Report: Japan bribed officials for 1998 Games



Salt Lake City couldn't match Nagano's gift-giving.
SALT LAKE CITY (AP) -- Japanese boosters lavished millions of dollars on delegates who granted the 1998 Winter Olympics to Nagano, according to a report ordered by the region's governor.
The report from the Nagano Prefecture Investigation Group said the Japanese city provided an "illegitimate and excessive level of hospitality" to members of the International Olympic Committee in vying for the bid.
Many Olympic insiders said Salt Lake City deserved to win that bid but couldn't match Nagano's gift-giving.
The 2002 Olympics went to Salt Lake City, which later dealt with a gift-giving scandal of its own. The two top leaders of Salt Lake's Olympic bid committee were indicted on bribery charges, but a federal judge threw out the case, saying the government had failed to prove bid chief Tom Welch or deputy Dave Johnson had done anything illegal or wrong.

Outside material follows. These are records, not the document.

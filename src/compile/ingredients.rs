use crate::{
    compile::base_line::base_line_text,
    foundation::core::Rgb8,
    order::{model::Order, options::BagelBase},
    vocab::table::{FALLBACK_BASE_COLOR, OptionKey, VocabEntry},
};

/// Line-break marker embedded in multi-line display text.
pub const LINE_BREAK: char = '\n';

/// Cheese names at least this long wrap before the word "Cheese".
pub const CHEESE_WRAP_MIN_CHARS: usize = 13;

/// Substring that marks pale cream-cheese text needing an outline stroke.
pub const OUTLINE_MARKER: &str = "Cream Cheese";

/// One rendered line-group.
#[derive(Clone, Debug, PartialEq, Eq, serde::Serialize)]
pub struct IngredientEntry {
    pub display_text: String,
    pub color: Rgb8,
    /// Draw a trailing " &" after this entry's final line.
    pub join_next: bool,
    pub is_base_line: bool,
}

impl IngredientEntry {
    pub fn lines(&self) -> std::str::Split<'_, char> {
        self.display_text.split(LINE_BREAK)
    }

    pub fn line_count(&self) -> usize {
        self.display_text.matches(LINE_BREAK).count() + 1
    }

    /// Whether the text gets the light outline stroke beneath its fill.
    pub fn outlined(&self) -> bool {
        self.display_text.contains(OUTLINE_MARKER)
    }
}

/// Compiled entries for one order, plus the base the layout engine sizes against.
#[derive(Clone, Debug, PartialEq, Eq, serde::Serialize)]
pub struct IngredientList {
    pub base: BagelBase,
    pub entries: Vec<IngredientEntry>,
}

impl IngredientList {
    pub fn len(&self) -> usize {
        self.entries.len()
    }

    pub fn is_empty(&self) -> bool {
        self.entries.is_empty()
    }

    pub fn iter(&self) -> std::slice::Iter<'_, IngredientEntry> {
        self.entries.iter()
    }

    pub fn base_line(&self) -> Option<&IngredientEntry> {
        self.entries.last().filter(|e| e.is_base_line)
    }

    pub fn total_lines(&self) -> usize {
        self.entries.iter().map(IngredientEntry::line_count).sum()
    }
}

impl<'a> IntoIterator for &'a IngredientList {
    type Item = &'a IngredientEntry;
    type IntoIter = std::slice::Iter<'a, IngredientEntry>;

    fn into_iter(self) -> Self::IntoIter {
        self.entries.iter()
    }
}

fn topping<T: OptionKey>(opt: T) -> (String, Rgb8) {
    (opt.rendered_name().into_owned(), opt.color())
}

/// Break long cheese names onto two lines, "Pepper Jack\nCheese".
fn wrap_cheese_name(name: String) -> String {
    if name.chars().count() >= CHEESE_WRAP_MIN_CHARS {
        name.replacen(" Cheese", "\nCheese", 1)
    } else {
        name
    }
}

/// Turn an order into its ordered display entries.
///
/// Entries come in fixed category order (meat, egg, cheese, veggies, condiments, shmear) and
/// always end with exactly one base line. Every entry but the last joins to the next with "&".
pub fn compile(order: &Order) -> IngredientList {
    let mut toppings = Vec::<(String, Rgb8)>::new();

    toppings.extend(order.meat.map(topping));
    toppings.extend(order.egg.map(topping));
    if let Some(cheese) = order.cheese {
        let (name, color) = topping(cheese);
        toppings.push((wrap_cheese_name(name), color));
    }
    toppings.extend(order.veggies.iter().copied().map(topping));
    toppings.extend(order.condiments.iter().copied().map(topping));
    if !order.shmear.is_none() {
        toppings.push(topping(order.shmear));
    }

    let has_other = !toppings.is_empty();
    let mut entries: Vec<IngredientEntry> = toppings
        .into_iter()
        .map(|(display_text, color)| IngredientEntry {
            display_text,
            color,
            join_next: true,
            is_base_line: false,
        })
        .collect();

    entries.push(IngredientEntry {
        display_text: base_line_text(order.base, order.toasted, has_other),
        color: order
            .base
            .entry()
            .map_or(FALLBACK_BASE_COLOR, |e: &VocabEntry| e.color),
        join_next: false,
        is_base_line: true,
    });

    IngredientList {
        base: order.base,
        entries,
    }
}

#[cfg(test)]
#[path = "../../tests/unit/compile/ingredients.rs"]
mod tests;
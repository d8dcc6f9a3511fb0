use std::cell::Cell;

use super::*;
use crate::{export::png::export_canvas, foundation::core::Rgb8};

struct FakeExport {
    calls: Cell<u32>,
}

impl ExportCapability for FakeExport {
    fn try_export(&self, _order: &Order) -> BagelResult<EncodedImage> {
        self.calls.set(self.calls.get() + 1);
        Ok(EncodedImage {
            width: 1,
            height: 1,
            bytes: vec![1, 2, 3],
        })
    }
}

fn preview(settings: RenderSettings) -> LivePreview {
    LivePreview::with_fonts(Canvas::new(55, 73).unwrap(), settings, FontSet::load(None)).unwrap()
}

#[test]
fn missing_capability_is_an_explicit_error() {
    let err = require_export(None, &Order::default()).unwrap_err();
    assert!(matches!(err, BagelError::ExportUnavailable(_)));
}

#[test]
fn registered_capability_is_used() {
    let fake = FakeExport { calls: Cell::new(0) };
    let img = require_export(Some(&fake), &Order::default()).unwrap();
    assert_eq!(img.bytes, [1, 2, 3]);
    assert_eq!(fake.calls.get(), 1);
}

#[test]
fn order_change_redraws_and_records_layout() {
    let mut p = preview(RenderSettings::default().with_background(Background::Solid(Rgb8::WHITE)));
    assert_eq!(p.layout(), None);

    let layout = p.on_order_changed(&Order::default()).unwrap();
    assert_eq!(p.layout(), Some(layout));
    assert_eq!(p.surface().pixel(0, 0), Some([255, 255, 255, 255]));
}

#[test]
fn export_handle_is_print_sized_and_transparent() {
    let p = preview(RenderSettings::default().with_background(Background::Solid(Rgb8::WHITE)));
    let handle = p.export_handle();
    assert_eq!(handle.exporter.canvas(), export_canvas());
    assert!(matches!(
        handle.exporter.settings().background,
        Background::Transparent
    ));
}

The Nagano report made Salt Lake's favors appear meager by comparison. For example, Nagano boosters left video cameras in hotel rooms as gifts for IOC members on the eve of the vote for the 1998 games; Salt Lake left disposable cameras.
During the next bid campaign, Salt Lake doled out more than $1 million in cash, first-class travel, shopping sprees and gifts including a Rolex watch, a shotgun and a hunting dog.